------ Exercise data

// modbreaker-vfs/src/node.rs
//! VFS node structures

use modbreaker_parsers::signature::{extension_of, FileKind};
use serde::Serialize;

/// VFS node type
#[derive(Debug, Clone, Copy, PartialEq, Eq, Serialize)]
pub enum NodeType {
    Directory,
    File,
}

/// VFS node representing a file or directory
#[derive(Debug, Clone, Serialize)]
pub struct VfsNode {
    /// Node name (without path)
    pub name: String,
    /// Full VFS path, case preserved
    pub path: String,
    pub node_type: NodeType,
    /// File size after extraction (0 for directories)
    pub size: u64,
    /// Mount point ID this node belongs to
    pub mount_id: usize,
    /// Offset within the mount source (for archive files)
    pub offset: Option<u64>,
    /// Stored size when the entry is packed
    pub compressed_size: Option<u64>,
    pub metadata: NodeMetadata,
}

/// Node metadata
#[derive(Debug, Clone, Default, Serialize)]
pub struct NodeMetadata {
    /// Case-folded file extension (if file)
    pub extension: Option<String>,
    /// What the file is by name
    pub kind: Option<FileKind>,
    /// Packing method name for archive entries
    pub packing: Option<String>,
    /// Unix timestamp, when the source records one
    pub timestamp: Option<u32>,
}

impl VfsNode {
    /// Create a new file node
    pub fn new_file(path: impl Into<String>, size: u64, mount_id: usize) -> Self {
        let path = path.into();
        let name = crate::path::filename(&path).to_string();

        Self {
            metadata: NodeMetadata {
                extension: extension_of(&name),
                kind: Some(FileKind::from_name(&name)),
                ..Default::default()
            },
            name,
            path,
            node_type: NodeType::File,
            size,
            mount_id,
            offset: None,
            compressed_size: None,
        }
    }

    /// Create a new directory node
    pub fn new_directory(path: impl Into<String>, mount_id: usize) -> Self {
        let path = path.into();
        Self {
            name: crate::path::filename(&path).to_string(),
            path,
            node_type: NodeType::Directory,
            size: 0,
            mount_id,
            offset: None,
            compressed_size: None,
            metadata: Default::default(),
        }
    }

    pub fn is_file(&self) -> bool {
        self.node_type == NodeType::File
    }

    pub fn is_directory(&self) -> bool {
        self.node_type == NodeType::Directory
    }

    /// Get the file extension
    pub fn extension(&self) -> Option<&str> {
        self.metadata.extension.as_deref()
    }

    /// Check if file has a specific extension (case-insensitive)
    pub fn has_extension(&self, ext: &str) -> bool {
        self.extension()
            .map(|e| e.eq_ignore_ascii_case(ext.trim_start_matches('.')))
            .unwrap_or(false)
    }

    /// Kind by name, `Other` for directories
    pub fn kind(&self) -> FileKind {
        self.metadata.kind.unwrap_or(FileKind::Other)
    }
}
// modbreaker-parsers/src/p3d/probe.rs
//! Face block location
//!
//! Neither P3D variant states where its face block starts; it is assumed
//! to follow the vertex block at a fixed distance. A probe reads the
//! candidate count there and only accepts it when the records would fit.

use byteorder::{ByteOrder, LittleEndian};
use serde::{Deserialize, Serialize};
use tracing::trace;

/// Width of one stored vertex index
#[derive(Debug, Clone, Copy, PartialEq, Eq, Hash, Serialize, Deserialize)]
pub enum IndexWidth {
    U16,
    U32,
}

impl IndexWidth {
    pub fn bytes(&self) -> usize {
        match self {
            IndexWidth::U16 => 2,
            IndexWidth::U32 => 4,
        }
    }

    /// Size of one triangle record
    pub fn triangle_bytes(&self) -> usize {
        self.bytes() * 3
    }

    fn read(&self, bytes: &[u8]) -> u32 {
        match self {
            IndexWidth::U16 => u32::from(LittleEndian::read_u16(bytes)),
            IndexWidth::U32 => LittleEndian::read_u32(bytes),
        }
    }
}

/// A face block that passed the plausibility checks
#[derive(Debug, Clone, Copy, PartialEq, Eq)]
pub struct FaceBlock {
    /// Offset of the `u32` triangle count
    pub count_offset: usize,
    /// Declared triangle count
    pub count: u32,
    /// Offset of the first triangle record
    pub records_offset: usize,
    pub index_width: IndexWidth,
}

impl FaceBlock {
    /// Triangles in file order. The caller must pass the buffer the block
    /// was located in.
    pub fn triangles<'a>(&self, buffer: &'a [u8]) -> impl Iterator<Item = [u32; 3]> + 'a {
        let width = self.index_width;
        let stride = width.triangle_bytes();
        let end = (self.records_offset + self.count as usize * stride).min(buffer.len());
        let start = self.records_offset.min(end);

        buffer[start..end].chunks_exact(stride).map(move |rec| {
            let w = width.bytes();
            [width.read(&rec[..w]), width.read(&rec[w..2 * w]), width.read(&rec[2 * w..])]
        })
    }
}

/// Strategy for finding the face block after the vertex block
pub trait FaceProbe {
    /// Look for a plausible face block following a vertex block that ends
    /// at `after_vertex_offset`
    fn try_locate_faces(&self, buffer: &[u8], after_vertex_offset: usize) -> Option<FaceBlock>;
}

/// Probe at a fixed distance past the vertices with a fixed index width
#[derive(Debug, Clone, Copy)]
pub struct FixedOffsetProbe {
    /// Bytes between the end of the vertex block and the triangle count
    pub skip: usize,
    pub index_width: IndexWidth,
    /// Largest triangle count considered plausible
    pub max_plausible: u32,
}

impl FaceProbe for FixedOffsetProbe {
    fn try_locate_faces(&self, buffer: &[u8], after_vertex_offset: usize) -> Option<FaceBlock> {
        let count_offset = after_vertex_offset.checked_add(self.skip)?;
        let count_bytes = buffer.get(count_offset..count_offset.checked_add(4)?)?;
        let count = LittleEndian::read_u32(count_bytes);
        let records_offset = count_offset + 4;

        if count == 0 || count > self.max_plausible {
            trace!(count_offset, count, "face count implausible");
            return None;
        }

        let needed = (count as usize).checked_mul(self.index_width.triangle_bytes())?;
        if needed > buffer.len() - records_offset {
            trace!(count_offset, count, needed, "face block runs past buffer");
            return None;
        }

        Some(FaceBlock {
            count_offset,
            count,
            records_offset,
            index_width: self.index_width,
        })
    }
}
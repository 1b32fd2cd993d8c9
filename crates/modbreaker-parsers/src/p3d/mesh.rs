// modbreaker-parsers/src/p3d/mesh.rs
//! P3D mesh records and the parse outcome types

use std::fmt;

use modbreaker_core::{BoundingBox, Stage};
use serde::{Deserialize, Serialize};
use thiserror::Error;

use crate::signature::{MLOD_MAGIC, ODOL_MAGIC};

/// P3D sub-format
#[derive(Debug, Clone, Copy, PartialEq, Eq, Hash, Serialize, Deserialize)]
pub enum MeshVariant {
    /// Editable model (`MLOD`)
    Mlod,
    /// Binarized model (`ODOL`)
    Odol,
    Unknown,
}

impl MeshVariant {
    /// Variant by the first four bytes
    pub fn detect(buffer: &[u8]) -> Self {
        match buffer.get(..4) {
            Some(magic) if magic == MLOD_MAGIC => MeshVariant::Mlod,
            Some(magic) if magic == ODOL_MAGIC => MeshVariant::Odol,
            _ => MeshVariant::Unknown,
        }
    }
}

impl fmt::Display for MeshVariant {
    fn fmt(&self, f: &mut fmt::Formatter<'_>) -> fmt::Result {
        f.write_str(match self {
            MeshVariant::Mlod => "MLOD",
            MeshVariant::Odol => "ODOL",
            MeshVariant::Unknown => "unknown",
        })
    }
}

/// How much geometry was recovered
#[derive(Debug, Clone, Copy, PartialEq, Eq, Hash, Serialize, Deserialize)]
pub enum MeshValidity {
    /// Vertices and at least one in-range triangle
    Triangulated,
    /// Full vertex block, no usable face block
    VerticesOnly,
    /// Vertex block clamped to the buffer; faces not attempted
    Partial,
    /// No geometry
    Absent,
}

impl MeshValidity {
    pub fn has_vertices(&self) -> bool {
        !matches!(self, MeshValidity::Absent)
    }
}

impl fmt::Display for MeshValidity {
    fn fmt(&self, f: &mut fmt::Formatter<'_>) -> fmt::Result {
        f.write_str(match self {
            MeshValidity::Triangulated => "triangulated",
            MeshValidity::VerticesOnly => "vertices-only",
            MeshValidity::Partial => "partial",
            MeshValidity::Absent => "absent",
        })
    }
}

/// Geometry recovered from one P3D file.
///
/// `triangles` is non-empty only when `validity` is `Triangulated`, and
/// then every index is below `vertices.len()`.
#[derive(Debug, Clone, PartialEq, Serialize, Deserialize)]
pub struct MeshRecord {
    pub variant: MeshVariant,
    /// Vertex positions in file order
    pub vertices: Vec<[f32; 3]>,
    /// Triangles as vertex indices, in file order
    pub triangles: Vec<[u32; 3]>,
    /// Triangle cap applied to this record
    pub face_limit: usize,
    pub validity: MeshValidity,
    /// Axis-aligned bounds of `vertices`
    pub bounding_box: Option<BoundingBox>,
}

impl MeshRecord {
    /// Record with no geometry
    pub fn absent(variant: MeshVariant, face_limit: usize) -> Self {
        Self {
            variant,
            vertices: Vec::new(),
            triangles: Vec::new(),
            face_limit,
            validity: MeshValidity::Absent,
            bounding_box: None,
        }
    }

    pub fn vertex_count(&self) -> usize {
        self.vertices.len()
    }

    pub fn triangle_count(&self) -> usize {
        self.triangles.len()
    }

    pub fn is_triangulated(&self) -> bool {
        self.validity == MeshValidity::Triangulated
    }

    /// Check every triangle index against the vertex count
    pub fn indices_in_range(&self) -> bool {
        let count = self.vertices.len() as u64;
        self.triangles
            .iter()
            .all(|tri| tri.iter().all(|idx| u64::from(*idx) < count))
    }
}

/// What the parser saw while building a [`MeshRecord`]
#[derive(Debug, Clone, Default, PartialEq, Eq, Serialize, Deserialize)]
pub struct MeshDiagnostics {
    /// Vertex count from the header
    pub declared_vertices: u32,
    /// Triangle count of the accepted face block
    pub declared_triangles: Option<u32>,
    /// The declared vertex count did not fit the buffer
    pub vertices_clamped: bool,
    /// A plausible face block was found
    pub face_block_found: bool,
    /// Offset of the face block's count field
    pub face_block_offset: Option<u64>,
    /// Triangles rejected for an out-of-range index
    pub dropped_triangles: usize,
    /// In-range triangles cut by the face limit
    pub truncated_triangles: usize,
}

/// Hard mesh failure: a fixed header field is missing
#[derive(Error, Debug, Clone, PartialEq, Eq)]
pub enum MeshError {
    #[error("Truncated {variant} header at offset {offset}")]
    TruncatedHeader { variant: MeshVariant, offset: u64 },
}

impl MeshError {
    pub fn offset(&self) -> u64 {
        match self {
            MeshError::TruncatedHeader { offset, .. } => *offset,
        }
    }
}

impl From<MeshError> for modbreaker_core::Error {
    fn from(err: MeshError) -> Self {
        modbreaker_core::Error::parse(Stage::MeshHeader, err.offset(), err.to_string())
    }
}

------------

** What is needed **
The records are above. How many lines in them contain the word "Option"? Give the number alone.

** Result below **
12